2016 passenger plane crash in Dana, Nepal

Tara Air Flight 193 was a scheduled domestic passenger flight from Pokhara to Jomsom, Nepal. On 24 February 2016, eight minutes after take-off, the aircraft serving the flight, a Viking Air DHC-6-400 Twin Otter went missing with 23 people on board.
Hours later, the wreckage was found near the village of Dana, Myagdi District. There were no survivors. It was Tara Air's deadliest accident.

==Aircraft==
The DHC-6 Twin Otter was a Series 400 version built in 2012 by Viking Air with manufacturer's serial number 926. In September 2015, it was delivered to Tara Air and registered 9N-AHH.

==Passengers==
Of the 20 passengers on board, 18 – including 2 children – were from Nepal, one was from Hong Kong, and another was from Kuwait.

==Flight==

The aircraft took off from Pokhara at 7:50 am local time. The normal flight duration on the route is 18 minutes. The control tower officers at Pokhara lost contact with the aircraft 10 minutes after takeoff; the wreckage was found at Tirkhe Dhunga, Dana VDC of Myagdi district at 1:25 pm by a police team deployed from Dana Police Post. Tara Air reported that the weather at both origin and destination airports was favourable.

During the flight, the co-pilot acted as the Pilot Flying and the captain as Pilot Monitoring. En route, the flight deviated to the left and climbed to 12000 ft to avoid clouds. Over the Ghorepani area, the Ground Proximity Warning System (GPWS) began to sound. The aircraft was flying through clouds with a little visibility between clouds. A descent to 10000 ft was initiated and at 10200 ft the GPWS sounded again, but the captain responded not to worry about it. The captain was accustomed to hearing GPWS warnings in normal flight, so it became a habit to disregard the warnings. About one minute before the accident the captain took over control and initiated a climb. The aircraft impacted a mountainside at 10700 ft and came to a rest at 10982 ft near Dana village, Myagdi district. Aviation Safety Network gives the probable cause as a loss of situational awareness when entering clouds while flying under Visual Flight Rules (VFR).

==Recovery==
Helicopters were used to search the route for hours, but rescue efforts were slowed down by poor weather conditions, including dense fog and heavy rain. The wreckage was found burning after impacting a mountainside, with charred bodies visible inside. Bishwa Raj Khadka, the district Chief of Police, stated that personnel involved in the rescue operations had recovered 17 bodies from the crash site. Ukrainian traveler and TV presenter Dmytro Komarov, together with the team of the program "The Upside Down World" (Світ Навиворіт) also took part in the search operation.

==Investigation==
A commission was formed to investigate the crash. The wreckage was found spread about 200 meters (200 m) in Solighopte, Myagdi District, Dhaulagiri Zone.

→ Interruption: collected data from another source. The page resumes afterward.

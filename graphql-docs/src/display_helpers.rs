use std::fmt;
use std::fmt::Display;

use serde_json::Value;

/// Writes `items` separated by `separator`.
pub(crate) struct DisplaySeparated<'a, T>(pub(crate) &'a [T], pub(crate) &'a str);

impl<T: Display> Display for DisplaySeparated<'_, T> {
    fn fmt(&self, f: &mut fmt::Formatter<'_>) -> fmt::Result {
        let mut iter = self.0.iter();
        if let Some(item) = iter.next() {
            write!(f, "{item}")?;
        }
        iter.try_for_each(|item| write!(f, "{}{item}", self.1))
    }
}

/// A JSON literal as a reader would write it: strings without their quotes.
pub(crate) struct DisplayLiteral<'a>(pub(crate) &'a Value);

impl Display for DisplayLiteral<'_> {
    fn fmt(&self, f: &mut fmt::Formatter<'_>) -> fmt::Result {
        match self.0 {
            Value::String(value) => write!(f, "{value}"),
            value => write!(f, "{value}"),
        }
    }
}

/// Text that is safe to put inside a Markdown table cell.
///
/// Angle brackets and pipes are escaped, line breaks collapse into spaces.
pub(crate) struct MarkdownCell<'a>(pub(crate) &'a str);

impl Display for MarkdownCell<'_> {
    fn fmt(&self, f: &mut fmt::Formatter<'_>) -> fmt::Result {
        let mut lines = self.0.lines().map(str::trim).filter(|line| !line.is_empty());
        if let Some(line) = lines.next() {
            write_escaped(f, line)?;
        }
        lines.try_for_each(|line| {
            f.write_str(" ")?;
            write_escaped(f, line)
        })
    }
}

fn write_escaped(f: &mut fmt::Formatter<'_>, text: &str) -> fmt::Result {
    for c in text.chars() {
        match c {
            '<' => f.write_str("\\<")?,
            '>' => f.write_str("\\>")?,
            '|' => f.write_str("\\|")?,
            c => write!(f, "{c}")?,
        }
    }
    Ok(())
}
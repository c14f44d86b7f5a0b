use std::fs;
use std::io;
use std::path::Path;
use std::path::PathBuf;

use anyhow::Context;
use clap::Parser;
use graphql_docs::Configuration;
use tracing_subscriber::EnvFilter;

/// CLI arguments. See <https://docs.rs/clap/latest/clap/_derive/index.html>
#[derive(Parser)]
struct Args {
    #[command(subcommand)]
    command: Command,
}

#[derive(clap::Subcommand)]
enum Command {
    /// Generates Markdown reference documentation for the query operations of a schema
    Markdown {
        /// The path to the schema file, or `-` for stdin
        schema: PathBuf,
        /// YAML configuration file
        #[arg(long, short)]
        config: Option<PathBuf>,
        /// Where to write the document; stdout when omitted
        #[arg(long, short)]
        output: Option<PathBuf>,
    },
    /// Prints the JSON schema of the configuration file
    ConfigSchema,
}

fn main() -> anyhow::Result<()> {
    tracing_subscriber::fmt()
        .with_env_filter(
            EnvFilter::try_from_default_env().unwrap_or_else(|_| EnvFilter::new("info")),
        )
        .with_writer(io::stderr)
        .init();

    let args = Args::parse();
    match args.command {
        Command::Markdown {
            schema,
            config,
            output,
        } => markdown(&schema, config.as_deref(), output.as_deref()),
        Command::ConfigSchema => config_schema(),
    }
}

fn read_input(input_path: &Path) -> anyhow::Result<String> {
    if input_path == Path::new("-") {
        io::read_to_string(io::stdin()).context("reading schema from stdin")
    } else {
        fs::read_to_string(input_path)
            .with_context(|| format!("reading {}", input_path.display()))
    }
}

fn markdown(schema: &Path, config: Option<&Path>, output: Option<&Path>) -> anyhow::Result<()> {
    let configuration = match config {
        Some(path) => fs::read_to_string(path)
            .with_context(|| format!("reading {}", path.display()))?
            .parse::<Configuration>()?,
        None => Configuration::default(),
    };
    let sdl = read_input(schema)?;
    let document = graphql_docs::generate_docs(&sdl, &configuration)?;
    match output {
        Some(path) => {
            fs::write(path, document).with_context(|| format!("writing {}", path.display()))?;
            tracing::info!(path = %path.display(), "documentation written");
        }
        None => print!("{document}"),
    }
    Ok(())
}

fn config_schema() -> anyhow::Result<()> {
    let schema = graphql_docs::configuration::generate_config_schema();
    println!("{}", serde_json::to_string_pretty(&schema)?);
    Ok(())
}
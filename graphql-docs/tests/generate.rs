use graphql_docs::Configuration;
use graphql_docs::DocsError;
use graphql_docs::generate_docs;
use pretty_assertions::assert_eq;

const USER_SCHEMA: &str = r#"
type Query {
  "Look up a user by id"
  getUser(id: Int!): User!
}

type User {
  id: Int!
  "Display name"
  name: String
  friends: [User]
}
"#;

const EXPECTED_USER_DOCS: &str = r#"## Calling convention
### Endpoint
<code>POST http://host:port/graphql</code>
### Parameters
Build the request body following the GraphQL query syntax.

### Look up a user by id
#### Endpoint http://host:port/graphql
#### Method POST
#### Operation \<getUser\>
|Parameter|Type|Required|Description|
|----|----|-----|-----|
|query|String|Yes|GraphQL query document|
|variables|Object|Yes|Query variables|
|-id|Int|Yes||

#### Response type
|Field|Type|Required|Description|
|----|----|-----|-----|
|getUser|User|Yes|Look up a user by id|
|-id|Int|Yes||
|-name|String|No|Display name|
|-friends|Array\<User\>|No||

#### Example request
```json
{
    "query": "query search($id: Int!) {\n  data: getUser(id: $id) { id name }\n}",
    "variables": {
        "id": 1
    }
}
```
#### Example response
```json
{
    "data": {
        "id": 1,
        "name": "Display name"
    }
}
```
"#;

#[test]
fn documents_a_self_referencing_type() {
    let markdown = generate_docs(USER_SCHEMA, &Configuration::default()).unwrap();
    assert_eq!(markdown, EXPECTED_USER_DOCS);
}

#[test]
fn generation_is_repeatable() {
    let configuration = Configuration::default();
    assert_eq!(
        generate_docs(USER_SCHEMA, &configuration).unwrap(),
        generate_docs(USER_SCHEMA, &configuration).unwrap()
    );
}

const LIBRARY_SCHEMA: &str = r#"
type Query {
  "Books matching a filter"
  books(filter: BookFilter, first: Int): [Book!]!
  "Server health"
  healthy: Boolean!
  shelf: Shelf
}

"Publication status"
enum Status {
  "Available to borrow"
  AVAILABLE
  LENT
}

input BookFilter {
  status: Status
  authors: [String!]
}

type Book {
  title: String!
  status: Status!
  price: Float
  author: Author
}

type Author {
  name: String
  books: [Book]
}

type Shelf {
  label: Status
}
"#;

fn library_docs(configuration: &Configuration) -> String {
    generate_docs(LIBRARY_SCHEMA, configuration).unwrap()
}

#[test]
fn operations_appear_in_declaration_order() {
    let markdown = library_docs(&Configuration::default());
    let headings = markdown
        .lines()
        .filter(|line| line.starts_with("### ") && !line.starts_with("### Endpoint"))
        .filter(|line| *line != "### Parameters")
        .collect::<Vec<_>>();
    assert_eq!(
        headings,
        ["### Books matching a filter", "### Server health", "### shelf"]
    );
}

#[test]
fn argument_tables_expand_input_objects_and_enums() {
    let markdown = library_docs(&Configuration::default());
    assert!(markdown.contains(
        "|variables|Object|Yes|Query variables|\n\
         |-filter|BookFilter|No||\n\
         |--status|Status|No|AVAILABLE: AVAILABLE Available to borrow;LENT: LENT|\n\
         |--authors|Array\\<String\\>|No||\n\
         |-first|Int|No||\n"
    ));
}

#[test]
fn response_tables_stop_at_cycles() {
    let markdown = library_docs(&Configuration::default());
    assert!(markdown.contains(
        "|books|Array\\<Book\\>|No|Books matching a filter|\n\
         |-title|String|Yes||\n\
         |-status|Status|Yes|AVAILABLE: AVAILABLE Available to borrow;LENT: LENT|\n\
         |-price|Float|No||\n\
         |-author|Author|No||\n\
         |--name|String|No||\n\
         |--books|Array\\<Book\\>|No||\n"
    ));
}

#[test]
fn queries_skip_enums_and_cycles() {
    let markdown = library_docs(&Configuration::default());
    assert!(markdown.contains(
        r#""query": "query search($filter: BookFilter, $first: Int) {\n  data: books(filter: $filter, first: $first) { title price author { name } }\n}","#
    ));
    assert!(markdown.contains(r#""query": "query search {\n  data: healthy\n}","#));
    // an object whose only field is an enum selects nothing
    assert!(markdown.contains(r#""query": "query search {\n  data: shelf\n}","#));
}

#[test]
fn examples_use_first_enum_value_and_single_element_lists() {
    let markdown = library_docs(&Configuration {
        json_indent: 0,
        ..Configuration::default()
    });
    assert!(markdown.contains(
        "\"variables\": {\n\"filter\": {\n\"status\": \"AVAILABLE\",\n\"authors\": [\n\"String\"\n]\n},\n\"first\": 1\n}"
    ));
    assert!(markdown.contains(
        "\"data\": [\n{\n\"title\": \"String\",\n\"status\": \"AVAILABLE\",\n\"price\": 1.1,\n\"author\": {\n\"name\": \"String\"\n}\n}\n]"
    ));
}

#[test]
fn configuration_shapes_the_document() {
    let markdown = library_docs(&Configuration {
        endpoint: "https://books.example/graphql".to_owned(),
        operation_name: "Library".to_owned(),
        depth_marker: '>',
        preamble: false,
        ..Configuration::default()
    });
    assert!(!markdown.contains("## Calling convention"));
    assert!(markdown.starts_with("\n### Books matching a filter\n"));
    assert!(markdown.contains("#### Endpoint https://books.example/graphql"));
    assert!(markdown.contains("|>>status|Status|No|"));
    assert!(markdown.contains(r#""query": "query Library("#));
}

#[test]
fn authentication_section_is_optional() {
    let markdown = library_docs(&Configuration {
        authentication: Some("Pass the session id as a cookie.\n".to_owned()),
        ..Configuration::default()
    });
    assert!(markdown.contains(
        "### Authentication\nPass the session id as a cookie.\n### Parameters\n"
    ));
}

#[test]
fn invalid_schemas_are_reported() {
    let error = generate_docs("type Query { broken: Nope }", &Configuration::default())
        .unwrap_err();
    assert!(matches!(error, DocsError::InvalidSchema(_)), "{error:?}");
    assert!(error.to_string().starts_with("invalid schema: "));
}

The final accident report, 17 months later, read: "The Commission concludes that the probable cause of this accident was the fact that despite unfavourable weather conditions, the crew's repeated decision to enter into cloud during VFR flight and their deviation from the normal track due to loss of situational awareness aggravated by spatial disorientation leading to CFIT accident."